Megawati (AFP)
The US and its allies are behaving with “exceptional injustice” toward Muslim countries, says Indonesian President Megawati Sukarnoputri. From Smh.com.au, with thanks to Jean-Luc:
Mrs Megawati sought to contrast the way Indonesia had used the law to find and prosecute its terrorists with the “unilateral” US-led invasion of Iraq. The remarks opened an international conference of Islamic scholars, which her government partly funded.
“It may be due to either coincidence or intention, but an exceptional injustice is apparent in the attitude and action of big countries towards countries [whose] major populations are Muslims,” she told 300 delegates from Islamic universities and governments around the world.

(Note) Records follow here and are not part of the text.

//! Typed endpoints of the control-plane REST API
//!
//! Responses may arrive as JSON objects or as JSON strings holding encoded
//! JSON; both are decoded here so callers only see typed values.

use crate::error::{RemoteError, Result};
use crate::hub::{ApiRequest, HubClient};
use crate::model::{Jobs, ManagedInstances};
use log::debug;
use serde::de::DeserializeOwned;
use serde_json::Value;
use std::sync::Arc;

pub const VCS_TOKEN_HEADER: &str = "vcs-access-token";

#[derive(Clone)]
pub struct ControlPlaneApi {
    hub: Arc<dyn HubClient>,
}

impl ControlPlaneApi {
    pub fn new(hub: Arc<dyn HubClient>) -> Self {
        Self { hub }
    }

    pub fn hub(&self) -> &Arc<dyn HubClient> {
        &self.hub
    }

    /// `GET /instances`
    pub async fn list_instances(&self) -> Result<ManagedInstances> {
        let body = self.hub.request(ApiRequest::get("/instances")).await?;
        match body {
            Some(body) => decode_body(body, "GET /instances"),
            None => Ok(ManagedInstances::default()),
        }
    }

    /// POST a job-producing request and decode the job envelope
    pub async fn submit(
        &self,
        path: &str,
        body: Value,
        vcs_token: Option<&str>,
    ) -> Result<Jobs> {
        let mut request = ApiRequest::post(path, body);
        if let Some(token) = vcs_token {
            request = request.with_header(VCS_TOKEN_HEADER, token);
        }

        debug!("Submitting job request to {path}");
        match self.hub.request(request).await? {
            Some(body) => decode_body(body, path),
            None => Ok(Jobs::default()),
        }
    }

    /// `GET /jobs/{job_id}`
    pub async fn get_jobs(&self, job_id: &str) -> Result<Jobs> {
        let path = format!("/jobs/{job_id}");
        match self.hub.request(ApiRequest::get(path.as_str())).await? {
            Some(body) => decode_body(body, &path),
            None => Err(RemoteError::decode(&path, "empty response").into()),
        }
    }

    /// `DELETE /instances/{instance_id}`
    pub async fn delete_instance(&self, instance_id: &str) -> Result<()> {
        self.hub
            .request(ApiRequest::delete(format!("/instances/{instance_id}")))
            .await?;
        Ok(())
    }
}

/// Decode a response body that may be a string holding encoded JSON
pub fn decode_body<T: DeserializeOwned>(body: Value, context: &str) -> Result<T> {
    let decoded = match body {
        Value::String(encoded) => serde_json::from_str(&encoded),
        other => serde_json::from_value(other),
    };
    decoded.map_err(|e| RemoteError::decode(context, &e.to_string()).into())
}

#[cfg(test)]
mod tests {
    use super::*;
    use serde_json::json;

    #[test]
    fn test_decode_object_body() {
        let jobs: Jobs = decode_body(json!({"jobs": [{"id": "job-1"}]}), "test").unwrap();
        assert_eq!(jobs.jobs[0].id, "job-1");
    }

    #[test]
    fn test_decode_string_body() {
        let jobs: Jobs =
            decode_body(Value::String(r#"{"jobs":[{"id":"job-2"}]}"#.to_string()), "test").unwrap();
        assert_eq!(jobs.jobs[0].id, "job-2");
    }

    #[test]
    fn test_decode_failure_names_context() {
        let result: Result<Jobs> = decode_body(Value::String("<html>".to_string()), "/jobs/x");
        let message = result.unwrap_err().to_string();
        assert!(message.contains("/jobs/x"));
    }
}
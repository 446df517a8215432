//! Progress provider implementation for CLI
//!
//! Bridges the core library's progress reporting with the CLI renderer by
//! sending updates through a channel to a separate rendering task.

use appops_client_core::progress::{ProgressProvider, ProgressUpdate};
use std::sync::{Arc, Mutex};
use tokio::sync::mpsc;

/// Channel-based progress provider for CLI rendering
pub struct ChannelProvider {
    tx: Mutex<Option<mpsc::Sender<ProgressUpdate>>>,
}

impl ChannelProvider {
    pub fn new(tx: mpsc::Sender<ProgressUpdate>) -> Self {
        Self {
            tx: Mutex::new(Some(tx)),
        }
    }

    fn sender(&self) -> Option<mpsc::Sender<ProgressUpdate>> {
        match self.tx.lock() {
            Ok(guard) => guard.clone(),
            Err(poisoned) => poisoned.into_inner().clone(),
        }
    }
}

impl ProgressProvider for ChannelProvider {
    fn report(&self, update: ProgressUpdate) {
        // Never block the poll loop on a slow or dropped renderer
        if let Some(tx) = self.sender() {
            let _ = tx.try_send(update);
        }
    }

    fn complete(&self) {
        // Drop our sender so the renderer can exit its loop
        match self.tx.lock() {
            Ok(mut guard) => *guard = None,
            Err(poisoned) => *poisoned.into_inner() = None,
        }
    }
}

/// Create a progress provider and renderer pair for CLI operations
pub fn create_progress_infrastructure()
-> (Arc<dyn ProgressProvider>, mpsc::Receiver<ProgressUpdate>) {
    let (tx, rx) = mpsc::channel(100);
    let provider = Arc::new(ChannelProvider::new(tx)) as Arc<dyn ProgressProvider>;
    (provider, rx)
}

Indonesia, she said, had the right idea:
Indonesia was a genuinely moderate Muslim society that used the justice system to oppose terrorism, such as the bombings in Bali, she said. “The nation resolutely repudiates and legally prosecutes those perpetrating acts of violence against others, despite their conviction that those are religious acts.”
Hmm. What about the light treatment meted out to Abu Bakar Bashir?
Megawati was also exercised about France:
Although France had staunchly opposed the Iraqi invasion, she said it was guilty of perpetrating a “far smaller” injustice towards Muslims by its recent move to restrict women and girls from wearing the Islamic head scarf.
Such discriminatory acts would be seen as test cases in Muslim countries to judge whether “those big countries are serious in practising the human rights they have preached to the whole world since the past 20th century”.
What tests, if any, meanwhile, would Muslim countries themselves have to take regarding human rights? Megawati did have a few comments:
But she also criticised Islamic society and said it too needed to change and present “a more peaceful facade”. She urged Islamic leaders to become more open to ideas and technological advances in the West that were leaving Islamic societies behind.
“Islamic scholars need to formulate and develop a socio-religious conception that is more open, more inclusive, which provides space to the pluralism of mankind that is so diverse.”
Indonesia’s 40 million strong Islamic group Nahdlatul Ulama organised the meeting with government help to redress the “stigmatisation of Islam as a religion that accommodates acts of violence”, a conference document said.
If Nahdlatul Ulama really wants to do that, it will have to address jihad ideology. I doubt that was on the agenda.